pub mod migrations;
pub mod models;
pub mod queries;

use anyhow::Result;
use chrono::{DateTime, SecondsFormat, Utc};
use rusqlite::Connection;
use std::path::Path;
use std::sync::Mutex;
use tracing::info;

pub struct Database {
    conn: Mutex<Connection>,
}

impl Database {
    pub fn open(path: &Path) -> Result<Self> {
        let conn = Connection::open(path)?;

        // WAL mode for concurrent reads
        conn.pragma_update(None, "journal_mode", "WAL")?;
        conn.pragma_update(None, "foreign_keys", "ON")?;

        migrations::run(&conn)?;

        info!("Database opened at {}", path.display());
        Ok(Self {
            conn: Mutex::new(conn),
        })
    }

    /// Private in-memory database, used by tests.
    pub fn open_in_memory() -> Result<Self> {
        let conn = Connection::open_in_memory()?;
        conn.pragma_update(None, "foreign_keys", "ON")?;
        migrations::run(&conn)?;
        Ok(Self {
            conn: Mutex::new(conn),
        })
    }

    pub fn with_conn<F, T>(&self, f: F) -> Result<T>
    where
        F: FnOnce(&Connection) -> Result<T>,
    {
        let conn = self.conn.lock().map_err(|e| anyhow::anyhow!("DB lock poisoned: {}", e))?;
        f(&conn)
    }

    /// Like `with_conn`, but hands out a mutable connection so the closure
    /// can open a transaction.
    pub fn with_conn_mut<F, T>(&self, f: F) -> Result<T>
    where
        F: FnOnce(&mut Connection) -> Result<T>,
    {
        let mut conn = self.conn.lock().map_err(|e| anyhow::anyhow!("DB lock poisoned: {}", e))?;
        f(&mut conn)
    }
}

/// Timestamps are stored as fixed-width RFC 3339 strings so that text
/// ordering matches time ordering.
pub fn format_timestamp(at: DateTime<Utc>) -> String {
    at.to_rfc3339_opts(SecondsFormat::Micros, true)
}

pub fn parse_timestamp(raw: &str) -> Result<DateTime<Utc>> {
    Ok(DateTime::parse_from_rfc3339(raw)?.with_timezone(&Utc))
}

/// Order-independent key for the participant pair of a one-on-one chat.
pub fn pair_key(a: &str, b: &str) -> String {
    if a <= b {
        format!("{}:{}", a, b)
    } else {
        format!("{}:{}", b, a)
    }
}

- - -

Task description:
Please retype the data, matching it exactly.

Response:
pub mod migrations;
pub mod models;
pub mod queries;

use anyhow::Result;
use chrono::{DateTime, SecondsFormat, Utc};
use rusqlite::Connection;
use std::path::Path;
use std::sync::Mutex;
use tracing::info;

pub struct Database {
    conn: Mutex<Connection>,
}

impl Database {
    pub fn open(path: &Path) -> Result<Self> {
        let conn = Connection::open(path)?;

        // WAL mode for concurrent reads
        conn.pragma_update(None, "journal_mode", "WAL")?;
        conn.pragma_update(None, "foreign_keys", "ON")?;

        migrations::run(&conn)?;

        info!("Database opened at {}", path.display());
        Ok(Self {
            conn: Mutex::new(conn),
        })
    }

    /// Private in-memory database, used by tests.
    pub fn open_in_memory() -> Result<Self> {
        let conn = Connection::open_in_memory()?;
        conn.pragma_update(None, "foreign_keys", "ON")?;
        migrations::run(&conn)?;
        Ok(Self {
            conn: Mutex::new(conn),
        })
    }

    pub fn with_conn<F, T>(&self, f: F) -> Result<T>
    where
        F: FnOnce(&Connection) -> Result<T>,
    {
        let conn = self.conn.lock().map_err(|e| anyhow::anyhow!("DB lock poisoned: {}", e))?;
        f(&conn)
    }

    /// Like `with_conn`, but hands out a mutable connection so the closure
    /// can open a transaction.
    pub fn with_conn_mut<F, T>(&self, f: F) -> Result<T>
    where
        F: FnOnce(&mut Connection) -> Result<T>,
    {
        let mut conn = self.conn.lock().map_err(|e| anyhow::anyhow!("DB lock poisoned: {}", e))?;
        f(&mut conn)
    }
}

/// Timestamps are stored as fixed-width RFC 3339 strings so that text
/// ordering matches time ordering.
pub fn format_timestamp(at: DateTime<Utc>) -> String {
    at.to_rfc3339_opts(SecondsFormat::Micros, true)
}

pub fn parse_timestamp(raw: &str) -> Result<DateTime<Utc>> {
    Ok(DateTime::parse_from_rfc3339(raw)?.with_timezone(&Utc))
}

/// Order-independent key for the participant pair of a one-on-one chat.
pub fn pair_key(a: &str, b: &str) -> String {
    if a <= b {
        format!("{}:{}", a, b)
    } else {
        format!("{}:{}", b, a)
    }
}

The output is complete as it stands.